PROVIDED DATA
//! Implementation of the `taskforce sweep` command.

use anyhow::{Context, Result};
use std::sync::Arc;

use super::{build_orchestrator, drain_live_runs, open_pool};
use crate::adapters::sinks::ConsoleNotifier;
use crate::cli::display::{output, CommandOutput};
use crate::domain::models::Config;
use crate::services::SweepReport;

#[derive(Debug, serde::Serialize)]
pub struct SweepOutput {
    #[serde(flatten)]
    pub report: SweepReport,
}

impl CommandOutput for SweepOutput {
    fn to_human(&self) -> String {
        let r = &self.report;
        let mut lines = vec![format!("Inspected {} in-progress task(s)", r.inspected)];
        lines.push(format!("  Live:             {}", r.skipped_live));
        lines.push(format!("  In grace period:  {}", r.skipped_young));
        lines.push(format!("  Recently active:  {}", r.skipped_active));
        lines.push(format!("  Replayed success: {}", r.replayed_success));
        lines.push(format!("  Replayed failure: {}", r.replayed_failure));
        lines.push(format!("  Reset to inbox:   {}", r.reset_to_inbox));
        if r.stale_handles > 0 {
            lines.push(format!("  Stale handles:    {}", r.stale_handles));
        }
        if r.redispatched + r.still_deferred > 0 {
            lines.push(format!("  Redispatched:     {}", r.redispatched));
            lines.push(format!("  Still deferred:   {}", r.still_deferred));
        }
        lines.join("\n")
    }
}

pub async fn execute(config: &Config, json_mode: bool) -> Result<()> {
    let pool = open_pool(config).await?;
    let orchestrator = build_orchestrator(config, pool, Arc::new(ConsoleNotifier::new(json_mode)));

    let report = orchestrator.sweep().await.context("Recovery sweep failed")?;
    drain_live_runs(&orchestrator).await;

    output(&SweepOutput { report }, json_mode);
    Ok(())
}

WORK ORDER
Copy each line above exactly as it stands.

WRITTEN SOLUTION
//! Implementation of the `taskforce sweep` command.

use anyhow::{Context, Result};
use std::sync::Arc;

use super::{build_orchestrator, drain_live_runs, open_pool};
use crate::adapters::sinks::ConsoleNotifier;
use crate::cli::display::{output, CommandOutput};
use crate::domain::models::Config;
use crate::services::SweepReport;

#[derive(Debug, serde::Serialize)]
pub struct SweepOutput {
    #[serde(flatten)]
    pub report: SweepReport,
}

impl CommandOutput for SweepOutput {
    fn to_human(&self) -> String {
        let r = &self.report;
        let mut lines = vec![format!("Inspected {} in-progress task(s)", r.inspected)];
        lines.push(format!("  Live:             {}", r.skipped_live));
        lines.push(format!("  In grace period:  {}", r.skipped_young));
        lines.push(format!("  Recently active:  {}", r.skipped_active));
        lines.push(format!("  Replayed success: {}", r.replayed_success));
        lines.push(format!("  Replayed failure: {}", r.replayed_failure));
        lines.push(format!("  Reset to inbox:   {}", r.reset_to_inbox));
        if r.stale_handles > 0 {
            lines.push(format!("  Stale handles:    {}", r.stale_handles));
        }
        if r.redispatched + r.still_deferred > 0 {
            lines.push(format!("  Redispatched:     {}", r.redispatched));
            lines.push(format!("  Still deferred:   {}", r.still_deferred));
        }
        lines.join("\n")
    }
}

pub async fn execute(config: &Config, json_mode: bool) -> Result<()> {
    let pool = open_pool(config).await?;
    let orchestrator = build_orchestrator(config, pool, Arc::new(ConsoleNotifier::new(json_mode)));

    let report = orchestrator.sweep().await.context("Recovery sweep failed")?;
    drain_live_runs(&orchestrator).await;

    output(&SweepOutput { report }, json_mode);
    Ok(())
}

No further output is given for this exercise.